## MATERIAL FOR THE TASK
Content starts

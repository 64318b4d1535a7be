//! BioRisk CLI - biodiversity risk assessment for hotel sites

#![deny(warnings)]

// Global invariants enforced:
// - Deterministic output ordering
// - Identical input yields byte-for-byte identical output
// - Logs and progress go to stderr; stdout carries only the report

use anyhow::Context;
use biorisk_core::ahp;
use biorisk_core::config::{self, ResolvedConfig};
use biorisk_core::geo::Coordinates;
use biorisk_core::{
    assess_sites_with_progress, load_site, render_json, render_text, Assessor, CategoryKey,
    ReportSection, Site,
};
use clap::{Parser, Subcommand};
use indicatif::{ProgressBar, ProgressStyle};
use std::path::PathBuf;
use tracing_subscriber::{layer::SubscriberExt, util::SubscriberInitExt};

#[derive(Parser)]
#[command(name = "biorisk")]
#[command(about = "Biodiversity risk scoring and mitigation planning for hotel sites")]
#[command(version = env!("BIORISK_VERSION"))]
struct Cli {
    /// Increase log verbosity (-v debug, -vv trace); RUST_LOG overrides
    #[arg(short, long, global = true, action = clap::ArgAction::Count)]
    verbose: u8,

    #[command(subcommand)]
    command: Commands,
}

#[derive(Subcommand)]
enum Commands {
    /// Score risk lists and generate mitigation plans (one JSON file per site)
    Assess {
        /// Risk list files (bare array or {location, risks} envelope)
        #[arg(required = true)]
        paths: Vec<PathBuf>,

        /// Output format
        #[arg(long, default_value = "text")]
        format: OutputFormat,

        /// Only render one section of the assessment
        #[arg(long)]
        only: Option<OnlySection>,

        /// Path to config file (default: auto-discover)
        #[arg(long)]
        config: Option<PathBuf>,

        /// Site latitude for radius filtering (overrides the file's location)
        #[arg(long, requires = "lon", allow_hyphen_values = true)]
        lat: Option<f64>,

        /// Site longitude for radius filtering (overrides the file's location)
        #[arg(long, requires = "lat", allow_hyphen_values = true)]
        lon: Option<f64>,

        /// Keep only risks within this many miles of the site (overrides config file)
        #[arg(long)]
        radius: Option<f64>,
    },
    /// Derive category weights from violation counts (AHP)
    Weights {
        /// Violation count per category, e.g. --count invasive_species=12
        #[arg(long = "count", required = true, value_parser = parse_count)]
        counts: Vec<(CategoryKey, u64)>,

        /// Output format
        #[arg(long, default_value = "text")]
        format: OutputFormat,
    },
    /// Validate a configuration file
    #[command(name = "config")]
    Config {
        #[command(subcommand)]
        action: ConfigAction,
    },
}

#[derive(Subcommand)]
enum ConfigAction {
    /// Validate a config file without running an assessment
    Validate {
        /// Path to config file (default: auto-discover from current directory)
        #[arg(long)]
        path: Option<PathBuf>,
    },
    /// Show the resolved configuration (merged defaults + config file)
    Show {
        /// Path to config file (default: auto-discover from current directory)
        #[arg(long)]
        path: Option<PathBuf>,
    },
}

#[derive(Clone, Copy, clap::ValueEnum)]
enum OutputFormat {
    Text,
    Json,
}

#[derive(Clone, Copy, clap::ValueEnum)]
enum OnlySection {
    Analysis,
    Plan,
}

impl From<OnlySection> for ReportSection {
    fn from(only: OnlySection) -> Self {
        match only {
            OnlySection::Analysis => ReportSection::Analysis,
            OnlySection::Plan => ReportSection::Plan,
        }
    }
}

fn main() -> anyhow::Result<()> {
    let cli = Cli::parse();
    init_tracing(cli.verbose);

    match cli.command {
        Commands::Assess {
            paths,
            format,
            only,
            config: config_path,
            lat,
            lon,
            radius,
        } => {
            if let Some(r) = radius {
                if !r.is_finite() || r <= 0.0 {
                    anyhow::bail!("--radius must be positive (got {})", r);
                }
            }

            let project_root = std::env::current_dir()?;
            let resolved_config = config::load_and_resolve(&project_root, config_path.as_deref())
                .context("failed to load configuration")?;

            if let Some(config_path) = &resolved_config.config_path {
                eprintln!("Using config: {}", config_path.display());
            }

            let mut sites = Vec::with_capacity(paths.len());
            for path in &paths {
                if !path.exists() {
                    anyhow::bail!("Path does not exist: {}", path.display());
                }
                sites.push(load_site(path)?);
            }
            tracing::info!(sites = sites.len(), "loaded risk lists");

            // Filtering applies when a radius or an explicit center is given
            let center_override = lat.zip(lon).map(|(lat, lon)| Coordinates::new(lat, lon));
            if radius.is_some() || center_override.is_some() {
                let radius_miles = radius.unwrap_or(resolved_config.radius_miles);
                for site in &mut sites {
                    apply_radius(site, center_override, radius_miles)?;
                }
            }

            let assessor = Assessor::new(&resolved_config);
            let progress = site_progress_bar(sites.len());
            let assessments = assess_sites_with_progress(&assessor, &sites, || {
                if let Some(pb) = &progress {
                    pb.inc(1);
                }
            });
            if let Some(pb) = progress {
                pb.finish_and_clear();
            }

            let section = only.map(ReportSection::from).unwrap_or_default();
            match format {
                OutputFormat::Text => {
                    print!("{}", render_text(&assessments, section));
                }
                OutputFormat::Json => {
                    println!("{}", render_json(&assessments, section));
                }
            }
        }
        Commands::Weights { counts, format } => {
            let derived =
                ahp::weights_from_counts(&counts).context("failed to derive category weights")?;

            match format {
                OutputFormat::Json => {
                    // stdout is a loadable config file; the ratio goes to stderr
                    let json = serde_json::to_string_pretty(&derived.to_config())
                        .context("failed to serialize weights to JSON")?;
                    println!("{}", json);
                    eprintln!("Consistency ratio: {:.4}", derived.consistency_ratio);
                }
                OutputFormat::Text => {
                    println!("{:<20} WEIGHT", "CATEGORY");
                    for (category, weight) in &derived.weights {
                        println!("{:<20} {:.4}", category.as_str(), weight);
                    }
                    println!();
                    println!("Consistency ratio: {:.4}", derived.consistency_ratio);
                    if derived.consistency_ratio > ahp::ACCEPTABLE_CONSISTENCY_RATIO {
                        eprintln!(
                            "Warning: consistency ratio above {}; judgments may be inconsistent",
                            ahp::ACCEPTABLE_CONSISTENCY_RATIO
                        );
                    }
                }
            }
        }
        Commands::Config { action } => match action {
            ConfigAction::Validate { path } => {
                let project_root = std::env::current_dir()?;
                let resolved = config::load_and_resolve(&project_root, path.as_deref());

                match resolved {
                    Ok(config) => {
                        if let Some(ref p) = config.config_path {
                            println!("Config valid: {}", p.display());
                        } else {
                            println!("No config file found. Using defaults.");
                        }
                    }
                    Err(e) => {
                        eprintln!("Config validation failed: {:#}", e);
                        std::process::exit(1);
                    }
                }
            }
            ConfigAction::Show { path } => {
                let project_root = std::env::current_dir()?;
                let resolved = config::load_and_resolve(&project_root, path.as_deref())
                    .context("failed to load configuration")?;
                print_config(&resolved);
            }
        },
    }

    Ok(())
}

/// Install the stderr log subscriber; RUST_LOG wins over -v
fn init_tracing(verbose: u8) {
    let filter = match verbose {
        0 => "warn",
        1 => "debug",
        _ => "trace",
    };

    tracing_subscriber::registry()
        .with(
            tracing_subscriber::EnvFilter::try_from_default_env()
                .unwrap_or_else(|_| filter.into()),
        )
        .with(tracing_subscriber::fmt::layer().with_writer(std::io::stderr))
        .init();
}

fn apply_radius(
    site: &mut Site,
    center_override: Option<Coordinates>,
    radius_miles: f64,
) -> anyhow::Result<()> {
    let center = center_override.or_else(|| site.coordinates()).with_context(|| {
        format!(
            "site '{}' has no location; pass --lat and --lon to filter by radius",
            site.name
        )
    })?;
    site.filter_within_radius(center, radius_miles);
    Ok(())
}

/// Progress bar for multi-site runs; single sites finish too fast to need one
fn site_progress_bar(total: usize) -> Option<ProgressBar> {
    if total < 2 {
        return None;
    }
    let pb = ProgressBar::new(total as u64);
    pb.set_style(
        ProgressStyle::default_bar()
            .template("{spinner:.green} [{bar:40.cyan/blue}] {pos}/{len} sites")
            .unwrap_or_else(|_| ProgressStyle::default_bar()),
    );
    Some(pb)
}

fn parse_count(s: &str) -> Result<(CategoryKey, u64), String> {
    let (key, count) = s
        .split_once('=')
        .ok_or_else(|| format!("expected CATEGORY=N, got '{}'", s))?;
    let category = CategoryKey::from_key(key.trim()).ok_or_else(|| {
        let known: Vec<&str> = CategoryKey::ALL.iter().map(|c| c.as_str()).collect();
        format!("unknown category '{}' (expected one of: {})", key, known.join(", "))
    })?;
    let count = count
        .trim()
        .parse::<u64>()
        .map_err(|e| format!("invalid count '{}': {}", count, e))?;
    Ok((category, count))
}

fn print_config(resolved: &ResolvedConfig) {
    println!("Configuration:");
    if let Some(ref p) = resolved.config_path {
        println!("  Source: {}", p.display());
    } else {
        println!("  Source: defaults (no config file found)");
    }
    println!();
    println!("Weights:");
    for category in CategoryKey::ALL {
        println!(
            "  {}: {}",
            category.as_str(),
            resolved.weights.weight(category)
        );
    }
    println!();
    println!("Threat scores:");
    println!("  high: {}", resolved.threat_scores.high);
    println!("  moderate: {}", resolved.threat_scores.moderate);
    println!("  medium: {}", resolved.threat_scores.medium);
    println!("  low: {}", resolved.threat_scores.low);
    println!("  unknown: {}", resolved.threat_scores.unknown);
    println!();
    println!("Plan revision: {}", resolved.plan_revision.number());
    println!("Radius: {} miles", resolved.radius_miles);
}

Content ends

## WORK REQUIRED
What lines of the material contain "overrides"? Show them.

## WRITTEN RESPONSE
    /// Increase log verbosity (-v debug, -vv trace); RUST_LOG overrides
        /// Site latitude for radius filtering (overrides the file's location)
        /// Site longitude for radius filtering (overrides the file's location)
        /// Keep only risks within this many miles of the site (overrides config file)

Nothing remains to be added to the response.